GOAL OF THE EXERCISE
Going through the data below, please show each line containing the string "crate".

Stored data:
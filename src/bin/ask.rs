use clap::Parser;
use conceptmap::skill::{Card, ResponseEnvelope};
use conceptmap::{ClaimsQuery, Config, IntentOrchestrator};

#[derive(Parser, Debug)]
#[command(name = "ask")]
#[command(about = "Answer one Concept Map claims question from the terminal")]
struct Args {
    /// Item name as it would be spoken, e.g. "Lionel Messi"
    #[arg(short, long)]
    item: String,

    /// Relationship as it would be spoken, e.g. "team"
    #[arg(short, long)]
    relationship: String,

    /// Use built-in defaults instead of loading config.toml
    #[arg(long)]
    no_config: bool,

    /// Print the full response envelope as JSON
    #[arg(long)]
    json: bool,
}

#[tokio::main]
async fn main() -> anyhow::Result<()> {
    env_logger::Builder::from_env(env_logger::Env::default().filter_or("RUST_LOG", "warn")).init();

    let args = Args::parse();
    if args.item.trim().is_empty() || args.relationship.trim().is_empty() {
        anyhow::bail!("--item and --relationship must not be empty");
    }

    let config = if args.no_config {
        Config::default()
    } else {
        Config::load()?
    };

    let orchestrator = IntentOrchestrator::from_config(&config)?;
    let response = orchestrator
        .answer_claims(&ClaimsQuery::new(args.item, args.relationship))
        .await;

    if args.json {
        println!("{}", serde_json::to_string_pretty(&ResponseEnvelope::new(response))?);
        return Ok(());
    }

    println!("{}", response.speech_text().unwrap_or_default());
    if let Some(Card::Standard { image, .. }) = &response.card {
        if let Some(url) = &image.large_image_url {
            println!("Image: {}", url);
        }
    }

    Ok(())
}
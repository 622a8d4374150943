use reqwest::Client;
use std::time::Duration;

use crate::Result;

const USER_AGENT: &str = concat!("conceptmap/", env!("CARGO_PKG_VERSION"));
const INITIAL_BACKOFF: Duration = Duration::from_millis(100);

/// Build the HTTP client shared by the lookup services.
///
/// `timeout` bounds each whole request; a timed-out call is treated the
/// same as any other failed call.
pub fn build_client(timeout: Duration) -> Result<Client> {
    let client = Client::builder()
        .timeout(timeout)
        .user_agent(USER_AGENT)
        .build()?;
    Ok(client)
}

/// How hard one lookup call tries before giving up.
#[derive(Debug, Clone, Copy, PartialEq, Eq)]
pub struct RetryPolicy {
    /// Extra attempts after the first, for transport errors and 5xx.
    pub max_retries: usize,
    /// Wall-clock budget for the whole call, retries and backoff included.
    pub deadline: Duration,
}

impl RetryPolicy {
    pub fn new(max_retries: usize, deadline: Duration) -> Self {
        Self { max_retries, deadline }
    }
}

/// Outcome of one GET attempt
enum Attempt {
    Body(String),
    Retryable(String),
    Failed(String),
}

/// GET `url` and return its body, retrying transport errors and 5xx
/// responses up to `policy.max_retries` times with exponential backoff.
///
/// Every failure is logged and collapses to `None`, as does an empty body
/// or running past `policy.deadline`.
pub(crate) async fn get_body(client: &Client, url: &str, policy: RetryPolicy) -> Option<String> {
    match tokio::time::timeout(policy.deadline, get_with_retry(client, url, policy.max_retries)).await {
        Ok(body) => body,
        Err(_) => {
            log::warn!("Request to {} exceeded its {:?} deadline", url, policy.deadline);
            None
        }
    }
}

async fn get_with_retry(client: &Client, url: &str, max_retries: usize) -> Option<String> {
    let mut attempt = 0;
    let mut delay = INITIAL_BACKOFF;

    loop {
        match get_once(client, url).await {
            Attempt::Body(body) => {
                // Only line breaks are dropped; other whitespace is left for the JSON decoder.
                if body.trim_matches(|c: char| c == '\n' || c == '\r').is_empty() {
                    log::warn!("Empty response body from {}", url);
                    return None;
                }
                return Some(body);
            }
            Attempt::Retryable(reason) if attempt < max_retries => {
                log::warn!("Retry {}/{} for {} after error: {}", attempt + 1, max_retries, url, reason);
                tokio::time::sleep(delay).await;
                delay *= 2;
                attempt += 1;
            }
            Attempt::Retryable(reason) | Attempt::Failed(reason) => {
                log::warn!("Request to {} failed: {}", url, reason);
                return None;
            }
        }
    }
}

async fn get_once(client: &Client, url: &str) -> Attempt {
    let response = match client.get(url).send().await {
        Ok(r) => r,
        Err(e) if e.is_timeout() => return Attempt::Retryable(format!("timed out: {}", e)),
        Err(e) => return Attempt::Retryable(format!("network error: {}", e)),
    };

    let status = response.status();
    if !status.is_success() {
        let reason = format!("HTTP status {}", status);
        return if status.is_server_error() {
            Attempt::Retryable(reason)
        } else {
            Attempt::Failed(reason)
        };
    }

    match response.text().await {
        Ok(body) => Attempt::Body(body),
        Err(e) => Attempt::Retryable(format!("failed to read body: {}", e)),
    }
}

---

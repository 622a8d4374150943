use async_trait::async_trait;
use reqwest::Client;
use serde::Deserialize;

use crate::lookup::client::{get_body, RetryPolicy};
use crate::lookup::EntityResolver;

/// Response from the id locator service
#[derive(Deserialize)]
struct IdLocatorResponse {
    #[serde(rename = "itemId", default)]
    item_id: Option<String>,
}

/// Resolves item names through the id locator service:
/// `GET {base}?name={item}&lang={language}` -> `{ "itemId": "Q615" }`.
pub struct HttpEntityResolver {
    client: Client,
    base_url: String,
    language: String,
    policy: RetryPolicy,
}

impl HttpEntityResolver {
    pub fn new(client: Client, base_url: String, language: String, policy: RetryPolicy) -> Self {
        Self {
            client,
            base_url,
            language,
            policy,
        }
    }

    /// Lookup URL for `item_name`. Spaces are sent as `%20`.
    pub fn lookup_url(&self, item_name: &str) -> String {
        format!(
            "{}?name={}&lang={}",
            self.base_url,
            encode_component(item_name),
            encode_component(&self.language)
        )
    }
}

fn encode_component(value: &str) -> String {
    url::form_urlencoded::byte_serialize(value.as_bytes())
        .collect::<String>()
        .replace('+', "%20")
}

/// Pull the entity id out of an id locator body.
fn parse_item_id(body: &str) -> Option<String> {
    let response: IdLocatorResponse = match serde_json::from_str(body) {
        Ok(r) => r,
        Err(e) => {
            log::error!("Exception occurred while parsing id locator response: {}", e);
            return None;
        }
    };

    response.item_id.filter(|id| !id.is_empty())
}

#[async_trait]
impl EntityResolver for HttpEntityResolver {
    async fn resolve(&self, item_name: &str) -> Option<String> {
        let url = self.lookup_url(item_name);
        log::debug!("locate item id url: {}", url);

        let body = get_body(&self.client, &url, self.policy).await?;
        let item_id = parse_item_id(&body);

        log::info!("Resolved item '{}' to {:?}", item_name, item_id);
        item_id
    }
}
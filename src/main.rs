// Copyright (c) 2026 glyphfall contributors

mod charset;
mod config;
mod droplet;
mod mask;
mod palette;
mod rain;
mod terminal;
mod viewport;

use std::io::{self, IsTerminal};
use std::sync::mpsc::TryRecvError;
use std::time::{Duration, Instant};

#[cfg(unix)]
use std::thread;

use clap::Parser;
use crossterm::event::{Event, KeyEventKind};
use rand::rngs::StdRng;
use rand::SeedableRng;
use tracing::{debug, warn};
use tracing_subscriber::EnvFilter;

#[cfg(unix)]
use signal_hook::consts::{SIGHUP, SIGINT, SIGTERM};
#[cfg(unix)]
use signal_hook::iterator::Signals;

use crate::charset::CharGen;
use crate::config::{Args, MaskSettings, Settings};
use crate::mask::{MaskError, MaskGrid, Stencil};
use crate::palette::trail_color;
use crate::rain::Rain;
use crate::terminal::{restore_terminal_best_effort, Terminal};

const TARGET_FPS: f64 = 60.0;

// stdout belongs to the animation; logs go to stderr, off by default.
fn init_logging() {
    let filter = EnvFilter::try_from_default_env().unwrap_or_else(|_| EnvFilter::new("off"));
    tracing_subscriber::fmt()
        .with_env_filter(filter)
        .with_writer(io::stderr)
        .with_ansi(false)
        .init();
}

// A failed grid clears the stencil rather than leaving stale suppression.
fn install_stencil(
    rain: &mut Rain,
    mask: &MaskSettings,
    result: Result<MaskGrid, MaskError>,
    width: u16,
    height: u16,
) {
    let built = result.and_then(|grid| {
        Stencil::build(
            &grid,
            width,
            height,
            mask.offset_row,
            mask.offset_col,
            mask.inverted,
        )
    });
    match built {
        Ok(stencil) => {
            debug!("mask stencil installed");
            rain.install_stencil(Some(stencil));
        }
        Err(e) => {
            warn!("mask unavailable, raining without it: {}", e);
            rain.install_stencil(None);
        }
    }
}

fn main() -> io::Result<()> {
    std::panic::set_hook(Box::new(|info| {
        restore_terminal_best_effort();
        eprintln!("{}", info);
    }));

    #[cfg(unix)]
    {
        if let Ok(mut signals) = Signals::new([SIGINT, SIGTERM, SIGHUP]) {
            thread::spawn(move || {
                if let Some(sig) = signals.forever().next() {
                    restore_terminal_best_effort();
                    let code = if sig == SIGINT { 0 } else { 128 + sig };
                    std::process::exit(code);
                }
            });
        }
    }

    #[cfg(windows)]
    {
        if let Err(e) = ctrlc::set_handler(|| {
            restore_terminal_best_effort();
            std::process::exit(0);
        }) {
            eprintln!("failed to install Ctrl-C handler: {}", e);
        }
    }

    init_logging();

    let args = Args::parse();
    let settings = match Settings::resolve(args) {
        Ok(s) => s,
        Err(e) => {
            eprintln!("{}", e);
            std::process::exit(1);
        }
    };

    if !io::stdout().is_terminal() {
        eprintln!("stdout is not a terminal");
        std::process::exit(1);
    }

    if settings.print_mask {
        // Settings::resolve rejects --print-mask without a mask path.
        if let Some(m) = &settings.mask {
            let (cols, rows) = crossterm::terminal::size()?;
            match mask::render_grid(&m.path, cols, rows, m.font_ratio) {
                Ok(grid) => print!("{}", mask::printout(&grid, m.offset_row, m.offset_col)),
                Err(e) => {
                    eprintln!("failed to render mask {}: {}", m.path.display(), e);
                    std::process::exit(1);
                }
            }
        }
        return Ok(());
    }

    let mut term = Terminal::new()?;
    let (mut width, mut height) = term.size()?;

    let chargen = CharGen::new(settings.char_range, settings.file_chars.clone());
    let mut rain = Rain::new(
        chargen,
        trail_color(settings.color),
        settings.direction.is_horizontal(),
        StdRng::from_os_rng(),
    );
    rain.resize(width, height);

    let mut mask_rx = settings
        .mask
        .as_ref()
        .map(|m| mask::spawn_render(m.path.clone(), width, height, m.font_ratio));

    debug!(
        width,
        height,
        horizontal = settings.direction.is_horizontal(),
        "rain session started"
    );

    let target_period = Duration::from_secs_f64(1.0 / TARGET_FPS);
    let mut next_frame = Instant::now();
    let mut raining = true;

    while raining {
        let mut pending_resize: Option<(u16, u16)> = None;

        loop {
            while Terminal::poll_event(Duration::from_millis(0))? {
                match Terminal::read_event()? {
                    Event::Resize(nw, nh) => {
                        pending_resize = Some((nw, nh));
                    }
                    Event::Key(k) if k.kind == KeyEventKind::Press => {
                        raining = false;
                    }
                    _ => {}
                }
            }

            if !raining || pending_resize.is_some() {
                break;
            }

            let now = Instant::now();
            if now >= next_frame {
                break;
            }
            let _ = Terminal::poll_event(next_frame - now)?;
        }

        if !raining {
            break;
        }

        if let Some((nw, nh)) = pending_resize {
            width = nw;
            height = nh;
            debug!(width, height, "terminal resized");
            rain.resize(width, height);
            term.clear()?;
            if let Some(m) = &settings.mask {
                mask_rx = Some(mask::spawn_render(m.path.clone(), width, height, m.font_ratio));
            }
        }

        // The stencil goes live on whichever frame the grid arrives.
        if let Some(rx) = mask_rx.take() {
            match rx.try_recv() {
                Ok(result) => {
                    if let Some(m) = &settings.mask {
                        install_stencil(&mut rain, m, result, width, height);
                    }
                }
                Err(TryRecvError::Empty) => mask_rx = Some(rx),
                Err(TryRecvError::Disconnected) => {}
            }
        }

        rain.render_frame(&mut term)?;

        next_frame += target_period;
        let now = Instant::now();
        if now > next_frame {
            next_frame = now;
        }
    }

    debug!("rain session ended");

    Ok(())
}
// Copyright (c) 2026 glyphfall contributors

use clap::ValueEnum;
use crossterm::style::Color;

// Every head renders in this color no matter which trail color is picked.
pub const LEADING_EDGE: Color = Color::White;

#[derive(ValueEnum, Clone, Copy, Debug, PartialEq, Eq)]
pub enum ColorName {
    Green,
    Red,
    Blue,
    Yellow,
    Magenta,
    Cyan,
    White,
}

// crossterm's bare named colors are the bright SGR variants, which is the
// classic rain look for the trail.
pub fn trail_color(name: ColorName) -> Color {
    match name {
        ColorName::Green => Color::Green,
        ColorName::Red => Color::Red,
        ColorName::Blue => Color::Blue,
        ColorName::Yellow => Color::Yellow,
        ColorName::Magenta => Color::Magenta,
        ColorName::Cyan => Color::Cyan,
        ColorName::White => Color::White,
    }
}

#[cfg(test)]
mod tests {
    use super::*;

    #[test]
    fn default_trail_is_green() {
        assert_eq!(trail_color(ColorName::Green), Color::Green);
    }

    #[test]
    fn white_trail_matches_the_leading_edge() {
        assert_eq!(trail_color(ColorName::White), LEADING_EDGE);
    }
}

WRITTEN SOLUTION
use crate::Result;
pub(crate) async fn get_body(client: &Client, url: &str, policy: RetryPolicy) -> Option<String> {
use crate::lookup::client::{get_body, RetryPolicy};
use crate::lookup::EntityResolver;
use crate::charset::CharGen;
use crate::config::{Args, MaskSettings, Settings};
use crate::mask::{MaskError, MaskGrid, Stencil};
use crate::palette::trail_color;
use crate::rain::Rain;
use crate::terminal::{restore_terminal_best_effort, Terminal};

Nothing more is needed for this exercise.